- Task directions: Below are records. Find each line in them that holds the word "sync" and copy it.

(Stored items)
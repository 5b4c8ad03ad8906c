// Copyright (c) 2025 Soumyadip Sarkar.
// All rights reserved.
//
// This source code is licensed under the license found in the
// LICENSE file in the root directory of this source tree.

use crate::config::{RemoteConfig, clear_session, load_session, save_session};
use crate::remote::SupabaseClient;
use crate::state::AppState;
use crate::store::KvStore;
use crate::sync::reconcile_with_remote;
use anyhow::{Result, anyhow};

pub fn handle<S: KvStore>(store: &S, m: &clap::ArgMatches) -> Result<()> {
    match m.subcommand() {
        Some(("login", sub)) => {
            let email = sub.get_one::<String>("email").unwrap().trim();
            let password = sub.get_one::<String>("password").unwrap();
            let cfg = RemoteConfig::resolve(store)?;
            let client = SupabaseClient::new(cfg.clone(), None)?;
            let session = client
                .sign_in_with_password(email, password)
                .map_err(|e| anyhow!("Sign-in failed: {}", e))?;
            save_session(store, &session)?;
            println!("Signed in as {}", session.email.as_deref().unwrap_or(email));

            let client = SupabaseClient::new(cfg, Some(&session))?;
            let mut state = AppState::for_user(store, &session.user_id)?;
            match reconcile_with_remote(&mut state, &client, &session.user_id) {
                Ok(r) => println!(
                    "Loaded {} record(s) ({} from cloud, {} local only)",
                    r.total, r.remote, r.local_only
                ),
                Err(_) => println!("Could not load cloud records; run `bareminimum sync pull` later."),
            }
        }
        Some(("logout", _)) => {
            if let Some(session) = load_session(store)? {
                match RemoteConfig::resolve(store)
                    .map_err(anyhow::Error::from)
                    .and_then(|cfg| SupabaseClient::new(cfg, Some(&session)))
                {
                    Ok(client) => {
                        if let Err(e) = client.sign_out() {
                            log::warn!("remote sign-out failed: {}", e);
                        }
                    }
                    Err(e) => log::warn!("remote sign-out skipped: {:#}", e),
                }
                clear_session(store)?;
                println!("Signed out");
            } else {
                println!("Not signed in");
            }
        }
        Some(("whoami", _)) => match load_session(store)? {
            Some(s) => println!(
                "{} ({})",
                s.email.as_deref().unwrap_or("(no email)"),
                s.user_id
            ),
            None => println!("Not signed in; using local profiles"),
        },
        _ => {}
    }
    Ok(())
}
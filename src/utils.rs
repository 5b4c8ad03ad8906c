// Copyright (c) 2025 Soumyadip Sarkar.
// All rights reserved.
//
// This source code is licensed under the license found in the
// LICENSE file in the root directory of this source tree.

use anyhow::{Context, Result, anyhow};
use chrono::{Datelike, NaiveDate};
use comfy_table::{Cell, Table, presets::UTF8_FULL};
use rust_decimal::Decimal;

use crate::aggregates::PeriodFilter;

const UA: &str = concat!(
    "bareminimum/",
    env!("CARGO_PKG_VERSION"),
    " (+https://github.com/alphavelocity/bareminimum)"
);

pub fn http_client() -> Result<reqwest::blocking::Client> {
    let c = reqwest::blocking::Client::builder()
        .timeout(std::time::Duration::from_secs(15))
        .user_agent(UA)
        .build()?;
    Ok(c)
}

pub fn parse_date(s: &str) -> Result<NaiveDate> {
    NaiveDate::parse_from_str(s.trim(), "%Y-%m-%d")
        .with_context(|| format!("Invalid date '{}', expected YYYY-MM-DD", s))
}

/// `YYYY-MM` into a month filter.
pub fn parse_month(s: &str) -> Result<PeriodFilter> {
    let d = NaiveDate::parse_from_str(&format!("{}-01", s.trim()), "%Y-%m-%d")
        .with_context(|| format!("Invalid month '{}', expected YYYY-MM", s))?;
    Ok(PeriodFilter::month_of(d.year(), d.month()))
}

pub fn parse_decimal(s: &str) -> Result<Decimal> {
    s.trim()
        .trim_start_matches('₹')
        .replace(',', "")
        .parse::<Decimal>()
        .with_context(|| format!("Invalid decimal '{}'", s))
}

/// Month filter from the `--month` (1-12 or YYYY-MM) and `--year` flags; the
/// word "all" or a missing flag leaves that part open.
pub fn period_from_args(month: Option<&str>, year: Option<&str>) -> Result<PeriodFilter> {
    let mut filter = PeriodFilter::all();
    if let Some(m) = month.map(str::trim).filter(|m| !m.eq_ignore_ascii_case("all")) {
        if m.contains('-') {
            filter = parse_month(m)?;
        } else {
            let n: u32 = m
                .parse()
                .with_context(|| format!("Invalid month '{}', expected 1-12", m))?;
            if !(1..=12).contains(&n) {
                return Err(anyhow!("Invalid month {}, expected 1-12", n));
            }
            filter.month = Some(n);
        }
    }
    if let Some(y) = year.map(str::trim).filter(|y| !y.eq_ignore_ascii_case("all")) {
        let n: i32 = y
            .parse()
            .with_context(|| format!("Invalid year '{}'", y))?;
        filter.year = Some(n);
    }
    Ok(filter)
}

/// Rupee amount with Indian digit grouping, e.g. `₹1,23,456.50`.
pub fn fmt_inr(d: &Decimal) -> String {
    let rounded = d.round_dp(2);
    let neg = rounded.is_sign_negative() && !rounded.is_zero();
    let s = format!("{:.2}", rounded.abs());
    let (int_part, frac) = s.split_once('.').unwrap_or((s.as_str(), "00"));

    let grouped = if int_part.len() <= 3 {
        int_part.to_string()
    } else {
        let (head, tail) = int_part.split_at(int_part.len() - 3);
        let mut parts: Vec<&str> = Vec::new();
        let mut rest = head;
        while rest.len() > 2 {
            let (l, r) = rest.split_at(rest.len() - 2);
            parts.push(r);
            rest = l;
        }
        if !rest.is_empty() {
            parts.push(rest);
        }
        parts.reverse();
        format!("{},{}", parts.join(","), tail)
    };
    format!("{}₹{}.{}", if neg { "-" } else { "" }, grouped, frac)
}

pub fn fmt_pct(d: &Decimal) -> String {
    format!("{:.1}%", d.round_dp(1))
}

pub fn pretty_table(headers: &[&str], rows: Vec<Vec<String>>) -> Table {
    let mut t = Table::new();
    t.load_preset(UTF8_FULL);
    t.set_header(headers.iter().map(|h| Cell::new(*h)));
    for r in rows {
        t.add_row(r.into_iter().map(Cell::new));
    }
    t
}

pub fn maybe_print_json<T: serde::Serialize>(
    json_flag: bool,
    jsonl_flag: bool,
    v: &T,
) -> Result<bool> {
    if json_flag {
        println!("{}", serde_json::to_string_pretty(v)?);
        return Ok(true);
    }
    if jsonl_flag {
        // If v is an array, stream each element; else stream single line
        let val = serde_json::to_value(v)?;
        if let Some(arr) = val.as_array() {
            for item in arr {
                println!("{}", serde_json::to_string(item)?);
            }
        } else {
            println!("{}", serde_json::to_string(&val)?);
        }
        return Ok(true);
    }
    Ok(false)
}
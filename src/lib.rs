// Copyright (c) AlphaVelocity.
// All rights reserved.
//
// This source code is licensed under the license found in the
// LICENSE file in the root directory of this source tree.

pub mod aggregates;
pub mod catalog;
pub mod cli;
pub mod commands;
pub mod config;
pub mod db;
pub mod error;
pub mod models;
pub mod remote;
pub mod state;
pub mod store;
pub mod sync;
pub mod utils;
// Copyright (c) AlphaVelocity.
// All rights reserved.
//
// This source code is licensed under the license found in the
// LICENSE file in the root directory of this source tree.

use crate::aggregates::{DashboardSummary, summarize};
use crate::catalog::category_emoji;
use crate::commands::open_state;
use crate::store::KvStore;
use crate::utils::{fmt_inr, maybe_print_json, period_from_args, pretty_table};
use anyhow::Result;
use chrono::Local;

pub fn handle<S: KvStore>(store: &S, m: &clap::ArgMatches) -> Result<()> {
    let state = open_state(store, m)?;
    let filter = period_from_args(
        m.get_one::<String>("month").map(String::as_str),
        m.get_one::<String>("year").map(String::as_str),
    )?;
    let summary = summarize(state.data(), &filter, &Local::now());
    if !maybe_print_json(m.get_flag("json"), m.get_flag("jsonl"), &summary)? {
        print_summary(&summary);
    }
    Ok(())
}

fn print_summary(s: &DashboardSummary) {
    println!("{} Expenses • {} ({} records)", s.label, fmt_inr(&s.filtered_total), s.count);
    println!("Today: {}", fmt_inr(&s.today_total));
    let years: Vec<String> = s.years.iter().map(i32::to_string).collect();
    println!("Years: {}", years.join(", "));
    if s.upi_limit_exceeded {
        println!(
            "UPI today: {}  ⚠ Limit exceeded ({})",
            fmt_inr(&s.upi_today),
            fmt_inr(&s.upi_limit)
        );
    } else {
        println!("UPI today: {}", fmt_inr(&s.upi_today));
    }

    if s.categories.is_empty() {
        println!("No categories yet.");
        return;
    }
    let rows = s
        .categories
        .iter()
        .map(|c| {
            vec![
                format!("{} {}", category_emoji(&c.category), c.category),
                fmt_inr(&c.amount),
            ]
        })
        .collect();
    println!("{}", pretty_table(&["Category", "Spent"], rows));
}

- Answer to the exercise:
use crate::sync::reconcile_with_remote;
                Err(_) => println!("Could not load cloud records; run `bareminimum sync pull` later."),
pub mod sync;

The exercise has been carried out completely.